Les déterminants des stratégies d’adaptation

Les résultats de l’enquête montrent que la mise en œuvre des trois stratégies d’adaptation citées (récolter plus tôt, réaliser des éclaircies et s’orienter vers des peuplements irréguliers) est déterminée par des variables à la fois subjectives et objectives (Tableau 1). Certains déterminants sont significatifs pour la mise en œuvre de ces stratégies d’adaptation (Tableau 2). À titre d’exemple, l’appartenance à la catégorie socio-professionnelle (CSP) artisans, commerçants, chefs d’entreprise et professions intermédiaires encourage les propriétaires forestiers privés à récolter plus tôt.
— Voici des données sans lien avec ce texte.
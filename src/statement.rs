//! Builds a [`StatementDocument`] from rendered pages.

use crate::classifier::{classify, classify_cas_type};
use crate::dialect::Dialect;
use crate::error::ParseError;
use crate::investor::extract_investor_info;
use crate::text::{Block, Page, PdfExtractor};
use crate::types::{CasType, FileType, InvestorInfo, StatementDocument};
use crate::walker::Walker;

/// Parse-time options (internal type).
#[derive(Debug, Clone, Copy)]
pub(crate) struct ParseOptions {
    pub parse_investor: bool,
    pub classify_pages: usize,
    pub file_type: Option<FileType>,
}

impl ParseOptions {
    /// Classifies from the first two pages and requires investor data.
    pub const fn everything() -> Self {
        Self {
            parse_investor: true,
            classify_pages: 2,
            file_type: None,
        }
    }
}

impl Default for ParseOptions {
    fn default() -> Self {
        Self::everything()
    }
}

impl StatementDocument {
    /// Parses rendered pages with default options.
    #[inline]
    pub fn parse(pages: &[Page]) -> Result<Self, ParseError> {
        Self::parse_with_options(pages, ParseOptions::everything())
    }

    pub(crate) fn parse_with_options(
        pages: &[Page],
        options: ParseOptions,
    ) -> Result<Self, ParseError> {
        let leading: Vec<&Block> = pages
            .iter()
            .take(options.classify_pages)
            .flat_map(|page| page.blocks.iter())
            .collect();
        let file_type = options
            .file_type
            .unwrap_or_else(|| classify(leading.iter().copied()));
        let cas_type = match file_type {
            FileType::Cams | FileType::Kfintech => classify_cas_type(leading.iter().copied()),
            FileType::Nsdl | FileType::Unknown => CasType::Detailed,
        };
        let dialect = match cas_type {
            CasType::Detailed => Dialect::for_file_type(file_type),
            CasType::Summary => Dialect::summary(file_type),
        }
        .ok_or(ParseError::UnknownLayout)?;

        let investor = if options.parse_investor {
            let first = pages.first().ok_or(ParseError::InvestorInfo)?;
            extract_investor_info(first, first.header_region())?
        } else {
            InvestorInfo {
                name: String::new(),
                email: None,
                address: None,
                pan: None,
                mobile: None,
            }
        };

        let output = Walker::new(dialect).walk(pages.iter().flat_map(Page::rows))?;
        tracing::debug!(
            ?file_type,
            ?cas_type,
            folios = output.folios.len(),
            skipped = output.diagnostics.skipped_lines,
            "walked statement"
        );

        Ok(Self {
            file_type,
            cas_type,
            investor,
            folios: output.folios,
            statement_period: output.period,
            diagnostics: output.diagnostics,
        })
    }
}

/// Builder for parsing a [`StatementDocument`] with custom options.
pub struct StatementBuilder<'a> {
    pages: &'a [Page],
    options: ParseOptions,
}

impl<'a> StatementBuilder<'a> {
    /// Creates a builder over rendered pages.
    ///
    /// # Example
    ///
    /// ```
    /// # use cas_parser::{Page, StatementBuilder};
    /// let pages: Vec<Page> = Vec::new();
    /// let result = StatementBuilder::new(&pages).investor(false).parse();
    /// assert!(result.is_err());
    /// ```
    #[inline]
    pub const fn new(pages: &'a [Page]) -> Self {
        Self {
            pages,
            options: ParseOptions::everything(),
        }
    }

    /// Enables or disables the investor header (on by default).
    #[inline]
    pub const fn investor(mut self, enabled: bool) -> Self {
        self.options.parse_investor = enabled;
        self
    }

    /// Number of leading pages scanned by the layout classifier.
    #[inline]
    pub const fn classify_pages(mut self, pages: usize) -> Self {
        self.options.classify_pages = pages;
        self
    }

    /// Skips classification and parses with a fixed layout.
    #[inline]
    pub const fn file_type(mut self, file_type: FileType) -> Self {
        self.options.file_type = Some(file_type);
        self
    }

    /// Runs the parse with the current options.
    #[inline]
    pub fn parse(self) -> Result<StatementDocument, ParseError> {
        StatementDocument::parse_with_options(self.pages, self.options)
    }
}

/// Extracts, classifies and parses a document in one call.
pub fn classify_and_parse<E: PdfExtractor + ?Sized>(
    extractor: &E,
    bytes: &[u8],
    password: &str,
) -> Result<StatementDocument, ParseError> {
    let pages = extractor.extract(bytes, password)?;
    StatementBuilder::new(&pages).parse()
}
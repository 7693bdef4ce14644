//! Cross-checks declared balances against parsed transactions.

use std::fmt;

use crate::types::{CasType, Scheme, StatementDocument, Units};
use rust_decimal::Decimal;
use serde::{Deserialize, Serialize};

/// Default tolerance on unit balances.
pub const UNIT_TOLERANCE: Decimal = Decimal::from_parts(1, 0, 0, false, 3);

/// Why a scheme failed reconciliation.
#[derive(Debug, Clone, Copy, PartialEq, Eq, Serialize, Deserialize)]
pub enum MismatchKind {
    /// Declared close differs from open plus transactions.
    ClosingBalance {
        /// Closing units printed by the registrar.
        declared: Units,
        /// Opening units plus every transaction's units.
        computed: Units,
    },
    /// The scheme has no closing row.
    MissingClose {
        /// Opening units plus every transaction's units.
        computed: Units,
    },
}

/// A scheme that failed reconciliation.
#[derive(Debug, Clone, PartialEq, Eq, Serialize, Deserialize)]
pub struct SchemeMismatch {
    /// Folio number.
    pub folio: String,
    /// Scheme name.
    pub scheme: String,
    /// ISIN.
    pub isin: Option<String>,
    /// Mismatch detail.
    pub kind: MismatchKind,
}

impl fmt::Display for SchemeMismatch {
    fn fmt(&self, f: &mut fmt::Formatter<'_>) -> fmt::Result {
        match self.kind {
            MismatchKind::ClosingBalance { declared, computed } => write!(
                f,
                "{} / {}: declared close {declared} vs computed {computed}",
                self.folio, self.scheme
            ),
            MismatchKind::MissingClose { computed } => write!(
                f,
                "{} / {}: no closing balance, computed {computed}",
                self.folio, self.scheme
            ),
        }
    }
}

/// A transaction whose stated running balance disagrees with the running sum.
#[derive(Debug, Clone, PartialEq, Eq, Serialize, Deserialize)]
pub struct BalanceDrift {
    /// Folio number.
    pub folio: String,
    /// Scheme name.
    pub scheme: String,
    /// Index of the transaction in the scheme.
    pub transaction: usize,
    /// Balance printed by the registrar.
    pub stated: Units,
    /// Running sum up to and including the transaction.
    pub computed: Units,
}

/// Matched/error tallies over accounts and schemes.
#[derive(Debug, Clone, Default, PartialEq, Eq, Serialize, Deserialize)]
pub struct ReconciliationSummary {
    /// Folios whose every scheme matched.
    pub matched_accounts: usize,
    /// Folios with at least one mismatched scheme.
    pub error_accounts: usize,
    /// Schemes within tolerance.
    pub matched_schemes: usize,
    /// Schemes out of tolerance or without a close.
    pub error_schemes: usize,
    /// Itemized scheme mismatches.
    pub mismatches: Vec<SchemeMismatch>,
    /// Running-balance disagreements; informational only.
    pub balance_drifts: Vec<BalanceDrift>,
    /// Set for holdings-only statements, which carry nothing to reconcile.
    #[serde(default)]
    pub skipped: bool,
}

impl ReconciliationSummary {
    /// True when every scheme matched.
    pub const fn is_clean(&self) -> bool {
        self.error_schemes == 0
    }
}

impl fmt::Display for ReconciliationSummary {
    fn fmt(&self, f: &mut fmt::Formatter<'_>) -> fmt::Result {
        if self.skipped {
            return write!(f, "Skipped : summary statement, no transactions to reconcile");
        }
        writeln!(f, "Matched : {} accounts", self.matched_accounts)?;
        writeln!(f, "Error   : {} accounts", self.error_accounts)?;
        writeln!(f, "Matched : {} schemes", self.matched_schemes)?;
        write!(f, "Error   : {} schemes", self.error_schemes)
    }
}

/// Validates a document with [`UNIT_TOLERANCE`].
pub fn validate(document: &StatementDocument) -> ReconciliationSummary {
    validate_with_tolerance(document, UNIT_TOLERANCE)
}

/// Validates a document with a custom unit tolerance.
pub fn validate_with_tolerance(
    document: &StatementDocument,
    tolerance: Decimal,
) -> ReconciliationSummary {
    let mut summary = ReconciliationSummary::default();
    if document.cas_type == CasType::Summary {
        tracing::debug!("summary statement, reconciliation skipped");
        summary.skipped = true;
        return summary;
    }

    for folio in &document.folios {
        let mut folio_ok = true;
        for scheme in &folio.schemes {
            summary
                .balance_drifts
                .extend(balance_drifts(&folio.folio, scheme, tolerance));

            match check_scheme(scheme, tolerance) {
                None => summary.matched_schemes += 1,
                Some(kind) => {
                    folio_ok = false;
                    summary.error_schemes += 1;
                    let mismatch = SchemeMismatch {
                        folio: folio.folio.clone(),
                        scheme: scheme.name.clone(),
                        isin: scheme.isin.clone(),
                        kind,
                    };
                    tracing::warn!(%mismatch, "scheme failed reconciliation");
                    summary.mismatches.push(mismatch);
                }
            }
        }
        if folio_ok {
            summary.matched_accounts += 1;
        } else {
            summary.error_accounts += 1;
        }
    }

    summary
}

/// `None` when the scheme reconciles.
fn check_scheme(scheme: &Scheme, tolerance: Decimal) -> Option<MismatchKind> {
    let computed = scheme.computed_close();
    match scheme.close {
        None => Some(MismatchKind::MissingClose { computed }),
        Some(declared) if (declared - computed).abs() > tolerance => {
            Some(MismatchKind::ClosingBalance { declared, computed })
        }
        Some(_) => None,
    }
}

fn balance_drifts(folio: &str, scheme: &Scheme, tolerance: Decimal) -> Vec<BalanceDrift> {
    let mut running = scheme.open;
    let mut drifts = Vec::new();
    for (index, txn) in scheme.transactions.iter().enumerate() {
        running += txn.units;
        if let Some(stated) = txn.balance {
            if (stated - running).abs() > tolerance {
                drifts.push(BalanceDrift {
                    folio: folio.to_string(),
                    scheme: scheme.name.clone(),
                    transaction: index,
                    stated,
                    computed: running,
                });
            }
        }
    }
    drifts
}
//! Errors raised while extracting, parsing and computing gains on a statement.

use chrono::NaiveDate;
use rust_decimal::Decimal;

/// Failure reported by the PDF rendering collaborator.
#[derive(thiserror::Error, Debug)]
pub enum ExtractError {
    /// The document is encrypted and the password was rejected.
    #[error("Incorrect PDF password!")]
    IncorrectPassword,
    /// The document could not be read at all.
    #[error("Corrupt document: {0}")]
    Corrupt(String),
}

/// Fatal error while parsing a statement.
#[derive(thiserror::Error, Debug)]
pub enum ParseError {
    /// I/O error while reading or writing a file.
    #[error("I/O error: {0}")]
    Io(#[from] std::io::Error),
    /// The password was rejected by the renderer.
    #[error("Incorrect PDF password!")]
    IncorrectPassword,
    /// The renderer could not read the document.
    #[error("Unable to read document: {0}")]
    Extract(String),
    /// None of the known statement layouts matched.
    #[error("Unknown statement layout")]
    UnknownLayout,
    /// The header region of the first page yielded no investor identity.
    #[error("Unable to parse investor data")]
    InvestorInfo,
    /// Invalid decimal value.
    #[error("Invalid number '{value}' in column '{column}'")]
    Number {
        /// Offending text.
        value: String,
        /// Column the value was read from.
        column: &'static str,
    },
    /// Invalid date.
    #[error("Invalid date '{value}'")]
    Date {
        /// Offending text.
        value: String,
    },
    /// JSON (de)serialization failure.
    #[error("JSON error: {0}")]
    Json(#[from] serde_json::Error),
    /// CSV (de)serialization failure.
    #[error("CSV error: {0}")]
    Csv(#[from] csv::Error),
}

impl From<ExtractError> for ParseError {
    fn from(err: ExtractError) -> Self {
        match err {
            ExtractError::IncorrectPassword => Self::IncorrectPassword,
            ExtractError::Corrupt(reason) => Self::Extract(reason),
        }
    }
}

/// Error while computing capital gains.
#[derive(thiserror::Error, Debug)]
pub enum GainsError {
    /// The statement does not carry a complete, reconciled history.
    #[error("CAS is incomplete!")]
    IncompleteCas,
    /// Financial year label is not of the form `FYyyyy-yy`.
    #[error("Invalid financial year '{0}', expected FYyyyy-yy")]
    FinancialYear(String),
    /// No folio with this number.
    #[error("Folio '{0}' not found")]
    FolioNotFound(String),
    /// No scheme with this ISIN or name inside the folio.
    #[error("Scheme '{scheme}' not found in folio '{folio}'")]
    SchemeNotFound {
        /// Folio number.
        folio: String,
        /// Requested ISIN or name.
        scheme: String,
    },
    /// A disposal consumed more units than were acquired before it.
    #[error("Insufficient units in '{scheme}' on {date}: need {needed}, have {available}")]
    InsufficientUnits {
        /// Scheme name.
        scheme: String,
        /// Disposal date.
        date: NaiveDate,
        /// Units disposed.
        needed: Decimal,
        /// Units still held in lots.
        available: Decimal,
    },
    /// Reading the fair-value table failed.
    #[error("Fair value table error: {0}")]
    FairValues(String),
}
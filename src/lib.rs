#![warn(missing_docs)]
//! Parser for mutual-fund Consolidated Account Statements (CAMS, KFintech, NSDL):
//! layout detection, investor header, folio/scheme/transaction walk,
//! balance reconciliation and FIFO capital gains.

mod classifier;
mod dialect;
mod error;
pub mod export;
pub mod gains;
mod investor;
mod reconcile;
mod statement;
mod text;
mod types;
mod utils;
mod walker;

pub use crate::classifier::{classify, classify_cas_type};
pub use crate::dialect::{Action, Dialect, Rule};
pub use crate::error::{ExtractError, GainsError, ParseError};
pub use crate::gains::{
    FinancialYear, GainEntry, GainTerm, GainsConfig, GainsLot, GainsReport, Schedule112aRow,
    compute_all_gains, compute_gains,
};
pub use crate::investor::extract_investor_info;
pub use crate::reconcile::{
    BalanceDrift, MismatchKind, ReconciliationSummary, SchemeMismatch, UNIT_TOLERANCE, validate,
    validate_with_tolerance,
};
pub use crate::statement::{StatementBuilder, classify_and_parse};
pub use crate::text::{Block, CELL_SEPARATOR, Line, Page, PageDumpExtractor, PdfExtractor, Rect, Span};
pub use crate::types::*;
pub use crate::walker::{WalkOutput, WalkState, Walker};
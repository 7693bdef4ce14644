//! Number, date and whitespace helpers shared by the parsers.

use crate::error::ParseError;
use chrono::NaiveDate;
use regex::Regex;
use rust_decimal::Decimal;
use std::str::FromStr;

/// Collapses runs of whitespace into a single space.
pub fn normalize_chars<I: IntoIterator<Item = char>>(iter: I) -> String {
    let mut output = String::new();
    let mut prev_space = false;
    for ch in iter {
        let is_space = ch.is_whitespace();
        if is_space {
            if !prev_space {
                output.push(' ');
            }
        } else {
            output.push(ch);
        }
        prev_space = is_space;
    }
    output.trim().to_string()
}

/// Collapses whitespace and strips punctuation left over from line wrapping.
pub fn normalize_line(input: &str) -> String {
    normalize_chars(input.chars())
        .trim_end_matches([',', ';', '-'])
        .trim_end()
        .to_string()
}

/// Removes thousands separators and spacing; `(x)` becomes `-x`.
fn normalize_number(input: &str) -> String {
    let cleaned: String = input
        .chars()
        .filter(|ch| !matches!(*ch, ' ' | ',' | '\u{a0}' | '\u{202f}' | '+' | '\t'))
        .collect();
    if let Some(inner) = cleaned.strip_prefix('(') {
        let inner = inner.trim_end_matches(')');
        if inner.starts_with('-') {
            inner.to_string()
        } else {
            format!("-{inner}")
        }
    } else {
        cleaned.trim_end_matches(')').to_string()
    }
}

/// Parses a registrar amount such as `1,234.50`, `(1,234.50)` or `-12.5`.
pub fn parse_decimal(value: &str, column: &'static str) -> Result<Decimal, ParseError> {
    let normalized = normalize_number(value);
    Decimal::from_str(&normalized).map_err(|_| ParseError::Number {
        value: value.trim().to_string(),
        column,
    })
}

/// Parses an optional capture, treating absent or blank text as `None`.
pub fn parse_decimal_opt(
    value: Option<&str>,
    column: &'static str,
) -> Result<Option<Decimal>, ParseError> {
    match value.map(str::trim) {
        None | Some("") => Ok(None),
        Some(text) => parse_decimal(text, column).map(Some),
    }
}

/// Parses a date with the given `chrono` format.
pub fn parse_date(value: &str, format: &str) -> Result<NaiveDate, ParseError> {
    NaiveDate::parse_from_str(value.trim(), format).map_err(|_| ParseError::Date {
        value: value.trim().to_string(),
    })
}

/// Returns the first capture group of the first match.
pub fn capture_text(text: &str, pattern: &Regex) -> Option<String> {
    pattern
        .captures(text)
        .and_then(|caps| caps.get(1))
        .map(|m| m.as_str().trim().to_string())
}
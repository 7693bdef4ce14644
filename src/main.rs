//! Command-line front end: parses a statement page dump, reports reconciliation
//! and optionally computes capital gains.

use std::fs::File;
use std::io::{self, BufWriter, Write};
use std::path::{Path, PathBuf};
use std::process::ExitCode;

use cas_parser::export::{write_112a_csv, write_csv, write_gains_csv, write_json, write_text};
use cas_parser::{
    FinancialYear, GainsConfig, GainsError, PageDumpExtractor, ParseError, StatementDocument,
    classify_and_parse, compute_all_gains, validate,
};
use clap::{Parser, ValueEnum};
use tracing_subscriber::EnvFilter;

#[derive(Copy, Clone, Debug, PartialEq, Eq, ValueEnum)]
enum Format {
    Csv,
    Json,
    Text,
}

#[derive(Parser, Debug)]
#[command(name = "casparse", version, about = "Parse a Consolidated Account Statement")]
struct Cli {
    /// Page dump of the statement.
    file: PathBuf,

    /// Statement password.
    #[arg(short = 'p', long = "password", default_value = "")]
    password: String,

    /// Output file (stdout when absent).
    #[arg(short = 'o', long = "output")]
    output: Option<PathBuf>,

    /// Output format; inferred from the output extension when absent.
    #[arg(short = 'f', long = "format", value_enum)]
    format: Option<Format>,

    /// Print the reconciliation summary.
    #[arg(short = 's', long = "summary")]
    summary: bool,

    /// Print every reconciliation mismatch.
    #[arg(short = 'a', long = "all")]
    all: bool,

    /// Compute capital gains.
    #[arg(short = 'g', long = "gains")]
    gains: bool,

    /// Financial year for gains, e.g. FY2020-21.
    #[arg(long = "fy")]
    fy: Option<String>,

    /// Write the schedule 112A CSV for this financial year.
    #[arg(long = "gains-112a")]
    gains_112a: Option<String>,

    /// CSV of `isin,nav` fair values at the grandfathering cutoff.
    #[arg(long = "fair-values")]
    fair_values: Option<PathBuf>,
}

enum Failure {
    Parse(ParseError),
    Gains(GainsError),
}

impl From<ParseError> for Failure {
    fn from(err: ParseError) -> Self {
        Self::Parse(err)
    }
}

impl From<GainsError> for Failure {
    fn from(err: GainsError) -> Self {
        Self::Gains(err)
    }
}

impl From<io::Error> for Failure {
    fn from(err: io::Error) -> Self {
        Self::Parse(ParseError::Io(err))
    }
}

fn main() -> ExitCode {
    tracing_subscriber::fmt()
        .with_env_filter(EnvFilter::from_default_env())
        .with_writer(io::stderr)
        .init();

    let cli = Cli::parse();
    match run(&cli) {
        Ok(()) => ExitCode::SUCCESS,
        Err(Failure::Gains(GainsError::IncompleteCas)) => {
            eprintln!("CAS is incomplete!");
            ExitCode::from(2)
        }
        Err(Failure::Gains(err)) => {
            eprintln!("{err}");
            ExitCode::from(1)
        }
        Err(Failure::Parse(err)) => {
            eprintln!("{err}");
            ExitCode::from(1)
        }
    }
}

fn run(cli: &Cli) -> Result<(), Failure> {
    let bytes = std::fs::read(&cli.file)?;
    let document = classify_and_parse(&PageDumpExtractor, &bytes, &cli.password)?;

    if cli.summary || cli.all {
        let summary = validate(&document);
        println!("{summary}");
        if cli.all {
            for mismatch in &summary.mismatches {
                println!("  {mismatch}");
            }
        }
    }

    let format = cli
        .format
        .or_else(|| cli.output.as_deref().and_then(format_from_extension))
        .unwrap_or(Format::Json);
    match &cli.output {
        Some(path) => {
            let writer = BufWriter::new(File::create(path)?);
            write_document(writer, &document, format)?;
            println!("File saved : {}", path.display());
        }
        None => write_document(io::stdout().lock(), &document, format)?,
    }

    if cli.gains || cli.gains_112a.is_some() {
        write_gains(cli, &document)?;
    }
    Ok(())
}

fn format_from_extension(path: &Path) -> Option<Format> {
    match path.extension()?.to_str()?.to_ascii_lowercase().as_str() {
        "csv" => Some(Format::Csv),
        "json" => Some(Format::Json),
        "txt" | "text" => Some(Format::Text),
        _ => None,
    }
}

fn write_document<W: Write>(
    mut writer: W,
    document: &StatementDocument,
    format: Format,
) -> Result<(), ParseError> {
    match format {
        Format::Csv => write_csv(&mut writer, document)?,
        Format::Json => write_json(&mut writer, document)?,
        Format::Text => write_text(&mut writer, document)?,
    }
    writer.flush()?;
    Ok(())
}

fn write_gains(cli: &Cli, document: &StatementDocument) -> Result<(), Failure> {
    let mut config = GainsConfig::default();
    if let Some(path) = &cli.fair_values {
        config.load_fair_values(File::open(path)?)?;
    }

    let year = match cli.gains_112a.as_deref().or(cli.fy.as_deref()) {
        Some(label) => config.financial_year(label)?,
        None => {
            let end = document
                .statement_period
                .map(|period| period.to)
                .ok_or_else(|| GainsError::FinancialYear(String::new()))?;
            FinancialYear::containing(end, config.fy_start_month)?
        }
    };

    let reports = compute_all_gains(document, &year, &config)?;
    // Gains files sit next to the output, or next to the input without one.
    let base = cli.output.as_deref().unwrap_or(cli.file.as_path());
    let gains_path = sibling(base, &format!("gains-{}", year.label));
    write_gains_csv(BufWriter::new(File::create(&gains_path)?), &reports)?;
    println!("File saved : {}", gains_path.display());

    for report in &reports {
        println!(
            "{} / {}: LTCG {} STCG {}",
            report.folio,
            report.scheme,
            report.long_term_gain().round_dp(2),
            report.short_term_gain().round_dp(2)
        );
    }

    if cli.gains_112a.is_some() {
        let rows: Vec<_> = reports
            .iter()
            .flat_map(|report| report.schedule_112a(config.grandfather_cutoff))
            .collect();
        let path = sibling(base, &format!("112a-{}", year.label));
        write_112a_csv(BufWriter::new(File::create(&path)?), &rows)?;
        println!("File saved : {}", path.display());
    }
    Ok(())
}

/// `dir/stem.ext` becomes `dir/stem-{suffix}.csv`.
fn sibling(base: &Path, suffix: &str) -> PathBuf {
    let stem = base
        .file_stem()
        .and_then(|s| s.to_str())
        .unwrap_or("statement");
    base.with_file_name(format!("{stem}-{suffix}.csv"))
}
//! Investor identity from the header region of the first page.

use std::sync::LazyLock;

use crate::error::ParseError;
use crate::text::{CELL_SEPARATOR, Page, Rect};
use crate::types::InvestorInfo;
use crate::utils::{capture_text, normalize_line};
use regex::Regex;

static EMAIL_LABEL_RE: LazyLock<Regex> =
    LazyLock::new(|| Regex::new(r"(?i)^\s*e-?mail(?:\s+id)?\s*:\s*(\S*)").expect("valid email label regex"));
static EMAIL_RE: LazyLock<Regex> =
    LazyLock::new(|| Regex::new(r"([\w.+-]+@[\w-]+(?:\.[\w-]+)+)").expect("valid email regex"));
static MOBILE_RE: LazyLock<Regex> =
    LazyLock::new(|| Regex::new(r"(?i)mobile\s*(?:no\.?)?\s*:\s*([+\d][\d\s-]*\d)").expect("valid mobile regex"));
static PAN_RE: LazyLock<Regex> =
    LazyLock::new(|| Regex::new(r"\b([A-Z]{5}[0-9]{4}[A-Z])\b").expect("valid pan regex"));
static SECTION_RE: LazyLock<Regex> = LazyLock::new(|| {
    Regex::new(r"(?i)folio\s+no|mutual\s+fund\s*$|^date\b|^isin\b").expect("valid section regex")
});
static NOISE_RE: LazyLock<Regex> = LazyLock::new(|| {
    Regex::new(
        r"(?i)consolidated\s+account|statement\s+for\s+the\s+period|\d{2}-(?:\w{3}|\d{2})-\d{4}\s+to\s+\d{2}-(?:\w{3}|\d{2})-\d{4}|^page\s+\d+|^(?:nsdl|cdsl|cas)\s+id\b|^as\s+on\s+\d{2}-",
    )
    .expect("valid noise regex")
});

/// Extracts the investor identity from the rows inside `header_region`.
///
/// Fails with [`ParseError::InvestorInfo`] when the region yields no usable row
/// or no name line.
pub fn extract_investor_info(page: &Page, header_region: Rect) -> Result<InvestorInfo, ParseError> {
    if header_region.area() <= 0.0 {
        return Err(ParseError::InvestorInfo);
    }

    let lines: Vec<String> = page
        .rows_in(header_region)
        .iter()
        .map(|row| normalize_line(&row.replace(CELL_SEPARATOR, " ")))
        .filter(|line| !line.is_empty())
        .collect();
    if lines.is_empty() {
        return Err(ParseError::InvestorInfo);
    }

    let mut email = None;
    let mut pan = None;
    let mut mobile = None;
    let mut name: Option<String> = None;
    let mut address = Vec::new();

    for line in &lines {
        if SECTION_RE.is_match(line) {
            break;
        }
        if NOISE_RE.is_match(line) {
            continue;
        }
        if let Some(found) = capture_text(line, &EMAIL_RE) {
            email.get_or_insert(found);
            continue;
        }
        if EMAIL_LABEL_RE.is_match(line) {
            continue;
        }
        if let Some(found) = capture_text(line, &MOBILE_RE) {
            mobile = Some(found.replace([' ', '-'], ""));
            if name.is_some() {
                break;
            }
            continue;
        }
        if let Some(found) = capture_text(line, &PAN_RE) {
            pan.get_or_insert(found);
            continue;
        }
        if name.is_none() {
            name = Some(line.clone());
        } else {
            address.push(line.clone());
        }
    }

    let name = name.ok_or(ParseError::InvestorInfo)?;
    tracing::debug!(%name, has_email = email.is_some(), "parsed investor header");

    Ok(InvestorInfo {
        name,
        email,
        address: (!address.is_empty()).then(|| address.join("\n")),
        pan,
        mobile,
    })
}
Inversement, l’appartenance à la catégorie socio-professionnelle employés influence négativement la pratique des éclaircies.

D’autre part, la décision de mettre en place des peuplements irréguliers ou de récolter plus tôt est souvent liée à la possession de documents de gestion forestière. Il semble que les propriétaires qui ont pu fournir un document pour certifier leur gestion forestière sont plus enclins à adopter ces stratégies d’adaptation. Les documents de gestion forestière représentent donc un vecteur pertinent pour une potentielle politique publique dédiée à la mise en œuvre d’une stratégie d’adaptation.

Le fait de savoir que le climat change n'est pas suffisant pour initier un processus d'adaptation de la part des propriétaires. Pour prendre la décision de s’adapter, ils doivent être convaincus que les impacts du changement climatique sont et seront réels (qu'ils possèdent de grandes surfaces forestières ou de petites). Ce résultat confirme les preuves basées sur des statistiques descriptives qui montrent que les propriétaires ont besoin d'informations spécialisées dans le secteur forestier, ainsi que de formation sur le changement climatique et ses réglementations. Les stratégies d’adaptation mises en place par les propriétaires interrogés sont multiples et dépendent des caractéristiques sociales et professionnelles des propriétaires, mais également des usages de leur forêt et de leurs représentations du changement climatique. Cela signifie que parler d'adaptation en général présente peu d’intérêt et que les populations spécifiques doivent être identifiées et ciblées par les politiques publiques dans le but d'encourager des pratiques d'adaptation cohérentes avec le territoire.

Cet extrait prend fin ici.